*Directions for this task*:
Write the records out again, exactly.

*Data section*:
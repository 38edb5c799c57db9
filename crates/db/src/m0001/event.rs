use sea_query::{
    ColumnDef, ForeignKey, ForeignKeyAction, Index, IndexCreateStatement, IndexDropStatement, Table,
    TableCreateStatement, TableDropStatement,
};

use crate::table::{Category, Event, User};

pub struct CreateEventTable;

fn create_event_table_statement() -> TableCreateStatement {
    Table::create()
        .table(Event::Table)
        .col(ColumnDef::new(Event::Id).string().not_null().string_len(26).primary_key())
        .col(ColumnDef::new(Event::OrganizerId).string().not_null().string_len(26))
        .col(ColumnDef::new(Event::CategoryId).string().not_null().string_len(26))
        .col(ColumnDef::new(Event::Title).string().not_null().string_len(255))
        .col(ColumnDef::new(Event::Description).text())
        .col(ColumnDef::new(Event::Status).string().not_null().string_len(32))
        .col(ColumnDef::new(Event::ModerationComment).text())
        .col(ColumnDef::new(Event::StartsAt).big_integer().not_null())
        .col(ColumnDef::new(Event::EndsAt).big_integer())
        .col(ColumnDef::new(Event::AddressText).string().string_len(255))
        .col(ColumnDef::new(Event::Latitude).double().not_null())
        .col(ColumnDef::new(Event::Longitude).double().not_null())
        .col(ColumnDef::new(Event::IsFree).boolean().not_null())
        .col(ColumnDef::new(Event::PriceFrom).big_integer())
        .col(ColumnDef::new(Event::Capacity).big_integer())
        .col(ColumnDef::new(Event::CreatedAt).big_integer().not_null())
        .col(ColumnDef::new(Event::UpdatedAt).big_integer().not_null())
        .foreign_key(
            ForeignKey::create()
                .from(Event::Table, Event::OrganizerId)
                .to(User::Table, User::Id)
                .on_delete(ForeignKeyAction::Cascade),
        )
        .foreign_key(
            ForeignKey::create()
                .from(Event::Table, Event::CategoryId)
                .to(Category::Table, Category::Id)
                .on_delete(ForeignKeyAction::Restrict),
        )
        .to_owned()
}

fn drop_event_table_statement() -> TableDropStatement {
    Table::drop().table(Event::Table).to_owned()
}

#[async_trait::async_trait]
impl sqlx_migrator::Operation<sqlx::Sqlite> for CreateEventTable {
    async fn up(
        &self,
        connection: &mut sqlx::SqliteConnection,
    ) -> Result<(), sqlx_migrator::Error> {
        let statement = create_event_table_statement().to_string(sea_query::SqliteQueryBuilder);
        sqlx::query(&statement).execute(connection).await?;

        Ok(())
    }

    async fn down(
        &self,
        connection: &mut sqlx::SqliteConnection,
    ) -> Result<(), sqlx_migrator::Error> {
        let statement = drop_event_table_statement().to_string(sea_query::SqliteQueryBuilder);
        sqlx::query(&statement).execute(connection).await?;

        Ok(())
    }
}

pub struct CreateEventStatusIdx;

fn create_idx_event_status_statement() -> IndexCreateStatement {
    Index::create()
        .name("idx_event_status")
        .table(Event::Table)
        .col(Event::Status)
        .to_owned()
}

fn drop_idx_event_status_statement() -> IndexDropStatement {
    Index::drop()
        .name("idx_event_status")
        .table(Event::Table)
        .to_owned()
}

#[async_trait::async_trait]
impl sqlx_migrator::Operation<sqlx::Sqlite> for CreateEventStatusIdx {
    async fn up(
        &self,
        connection: &mut sqlx::SqliteConnection,
    ) -> Result<(), sqlx_migrator::Error> {
        let statement = create_idx_event_status_statement().to_string(sea_query::SqliteQueryBuilder);
        sqlx::query(&statement).execute(connection).await?;

        Ok(())
    }

    async fn down(
        &self,
        connection: &mut sqlx::SqliteConnection,
    ) -> Result<(), sqlx_migrator::Error> {
        let statement = drop_idx_event_status_statement().to_string(sea_query::SqliteQueryBuilder);
        sqlx::query(&statement).execute(connection).await?;

        Ok(())
    }
}

pub struct CreateEventOrganizerIdx;

fn create_idx_event_organizer_statement() -> IndexCreateStatement {
    Index::create()
        .name("idx_event_organizer")
        .table(Event::Table)
        .col(Event::OrganizerId)
        .to_owned()
}

fn drop_idx_event_organizer_statement() -> IndexDropStatement {
    Index::drop()
        .name("idx_event_organizer")
        .table(Event::Table)
        .to_owned()
}

#[async_trait::async_trait]
impl sqlx_migrator::Operation<sqlx::Sqlite> for CreateEventOrganizerIdx {
    async fn up(
        &self,
        connection: &mut sqlx::SqliteConnection,
    ) -> Result<(), sqlx_migrator::Error> {
        let statement = create_idx_event_organizer_statement().to_string(sea_query::SqliteQueryBuilder);
        sqlx::query(&statement).execute(connection).await?;

        Ok(())
    }

    async fn down(
        &self,
        connection: &mut sqlx::SqliteConnection,
    ) -> Result<(), sqlx_migrator::Error> {
        let statement = drop_idx_event_organizer_statement().to_string(sea_query::SqliteQueryBuilder);
        sqlx::query(&statement).execute(connection).await?;

        Ok(())
    }
}

pub struct CreateEventStartsAtIdx;

fn create_idx_event_starts_at_statement() -> IndexCreateStatement {
    Index::create()
        .name("idx_event_starts_at")
        .table(Event::Table)
        .col(Event::StartsAt)
        .to_owned()
}

fn drop_idx_event_starts_at_statement() -> IndexDropStatement {
    Index::drop()
        .name("idx_event_starts_at")
        .table(Event::Table)
        .to_owned()
}

#[async_trait::async_trait]
impl sqlx_migrator::Operation<sqlx::Sqlite> for CreateEventStartsAtIdx {
    async fn up(
        &self,
        connection: &mut sqlx::SqliteConnection,
    ) -> Result<(), sqlx_migrator::Error> {
        let statement = create_idx_event_starts_at_statement().to_string(sea_query::SqliteQueryBuilder);
        sqlx::query(&statement).execute(connection).await?;

        Ok(())
    }

    async fn down(
        &self,
        connection: &mut sqlx::SqliteConnection,
    ) -> Result<(), sqlx_migrator::Error> {
        let statement = drop_idx_event_starts_at_statement().to_string(sea_query::SqliteQueryBuilder);
        sqlx::query(&statement).execute(connection).await?;

        Ok(())
    }
}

*Exercise result*:
repository 38edb5c799c57db9
filename crates/db/src/m0001/event.rs
use sea_query::{
    ColumnDef, ForeignKey, ForeignKeyAction, Index, IndexCreateStatement, IndexDropStatement, Table,
    TableCreateStatement, TableDropStatement,
};

use crate::table::{Category, Event, User};

pub struct CreateEventTable;

fn create_event_table_statement() -> TableCreateStatement {
    Table::create()
        .table(Event::Table)
        .col(ColumnDef::new(Event::Id).string().not_null().string_len(26).primary_key())
        .col(ColumnDef::new(Event::OrganizerId).string().not_null().string_len(26))
        .col(ColumnDef::new(Event::CategoryId).string().not_null().string_len(26))
        .col(ColumnDef::new(Event::Title).string().not_null().string_len(255))
        .col(ColumnDef::new(Event::Description).text())
        .col(ColumnDef::new(Event::Status).string().not_null().string_len(32))
        .col(ColumnDef::new(Event::ModerationComment).text())
        .col(ColumnDef::new(Event::StartsAt).big_integer().not_null())
        .col(ColumnDef::new(Event::EndsAt).big_integer())
        .col(ColumnDef::new(Event::AddressText).string().string_len(255))
        .col(ColumnDef::new(Event::Latitude).double().not_null())
        .col(ColumnDef::new(Event::Longitude).double().not_null())
        .col(ColumnDef::new(Event::IsFree).boolean().not_null())
        .col(ColumnDef::new(Event::PriceFrom).big_integer())
        .col(ColumnDef::new(Event::Capacity).big_integer())
        .col(ColumnDef::new(Event::CreatedAt).big_integer().not_null())
        .col(ColumnDef::new(Event::UpdatedAt).big_integer().not_null())
        .foreign_key(
            ForeignKey::create()
                .from(Event::Table, Event::OrganizerId)
                .to(User::Table, User::Id)
                .on_delete(ForeignKeyAction::Cascade),
        )
        .foreign_key(
            ForeignKey::create()
                .from(Event::Table, Event::CategoryId)
                .to(Category::Table, Category::Id)
                .on_delete(ForeignKeyAction::Restrict),
        )
        .to_owned()
}

fn drop_event_table_statement() -> TableDropStatement {
    Table::drop().table(Event::Table).to_owned()
}

#[async_trait::async_trait]
impl sqlx_migrator::Operation<sqlx::Sqlite> for CreateEventTable {
    async fn up(
        &self,
        connection: &mut sqlx::SqliteConnection,
    ) -> Result<(), sqlx_migrator::Error> {
        let statement = create_event_table_statement().to_string(sea_query::SqliteQueryBuilder);
        sqlx::query(&statement).execute(connection).await?;

        Ok(())
    }

    async fn down(
        &self,
        connection: &mut sqlx::SqliteConnection,
    ) -> Result<(), sqlx_migrator::Error> {
        let statement = drop_event_table_statement().to_string(sea_query::SqliteQueryBuilder);
        sqlx::query(&statement).execute(connection).await?;

        Ok(())
    }
}

pub struct CreateEventStatusIdx;

fn create_idx_event_status_statement() -> IndexCreateStatement {
    Index::create()
        .name("idx_event_status")
        .table(Event::Table)
        .col(Event::Status)
        .to_owned()
}

fn drop_idx_event_status_statement() -> IndexDropStatement {
    Index::drop()
        .name("idx_event_status")
        .table(Event::Table)
        .to_owned()
}

#[async_trait::async_trait]
impl sqlx_migrator::Operation<sqlx::Sqlite> for CreateEventStatusIdx {
    async fn up(
        &self,
        connection: &mut sqlx::SqliteConnection,
    ) -> Result<(), sqlx_migrator::Error> {
        let statement = create_idx_event_status_statement().to_string(sea_query::SqliteQueryBuilder);
        sqlx::query(&statement).execute(connection).await?;

        Ok(())
    }

    async fn down(
        &self,
        connection: &mut sqlx::SqliteConnection,
    ) -> Result<(), sqlx_migrator::Error> {
        let statement = drop_idx_event_status_statement().to_string(sea_query::SqliteQueryBuilder);
        sqlx::query(&statement).execute(connection).await?;

        Ok(())
    }
}

pub struct CreateEventOrganizerIdx;

fn create_idx_event_organizer_statement() -> IndexCreateStatement {
    Index::create()
        .name("idx_event_organizer")
        .table(Event::Table)
        .col(Event::OrganizerId)
        .to_owned()
}

fn drop_idx_event_organizer_statement() -> IndexDropStatement {
    Index::drop()
        .name("idx_event_organizer")
        .table(Event::Table)
        .to_owned()
}

#[async_trait::async_trait]
impl sqlx_migrator::Operation<sqlx::Sqlite> for CreateEventOrganizerIdx {
    async fn up(
        &self,
        connection: &mut sqlx::SqliteConnection,
    ) -> Result<(), sqlx_migrator::Error> {
        let statement = create_idx_event_organizer_statement().to_string(sea_query::SqliteQueryBuilder);
        sqlx::query(&statement).execute(connection).await?;

        Ok(())
    }

    async fn down(
        &self,
        connection: &mut sqlx::SqliteConnection,
    ) -> Result<(), sqlx_migrator::Error> {
        let statement = drop_idx_event_organizer_statement().to_string(sea_query::SqliteQueryBuilder);
        sqlx::query(&statement).execute(connection).await?;

        Ok(())
    }
}

pub struct CreateEventStartsAtIdx;

fn create_idx_event_starts_at_statement() -> IndexCreateStatement {
    Index::create()
        .name("idx_event_starts_at")
        .table(Event::Table)
        .col(Event::StartsAt)
        .to_owned()
}

fn drop_idx_event_starts_at_statement() -> IndexDropStatement {
    Index::drop()
        .name("idx_event_starts_at")
        .table(Event::Table)
        .to_owned()
}

#[async_trait::async_trait]
impl sqlx_migrator::Operation<sqlx::Sqlite> for CreateEventStartsAtIdx {
    async fn up(
        &self,
        connection: &mut sqlx::SqliteConnection,
    ) -> Result<(), sqlx_migrator::Error> {
        let statement = create_idx_event_starts_at_statement().to_string(sea_query::SqliteQueryBuilder);
        sqlx::query(&statement).execute(connection).await?;

        Ok(())
    }

    async fn down(
        &self,
        connection: &mut sqlx::SqliteConnection,
    ) -> Result<(), sqlx_migrator::Error> {
        let statement = drop_idx_event_starts_at_statement().to_string(sea_query::SqliteQueryBuilder);
        sqlx::query(&statement).execute(connection).await?;

        Ok(())
    }
}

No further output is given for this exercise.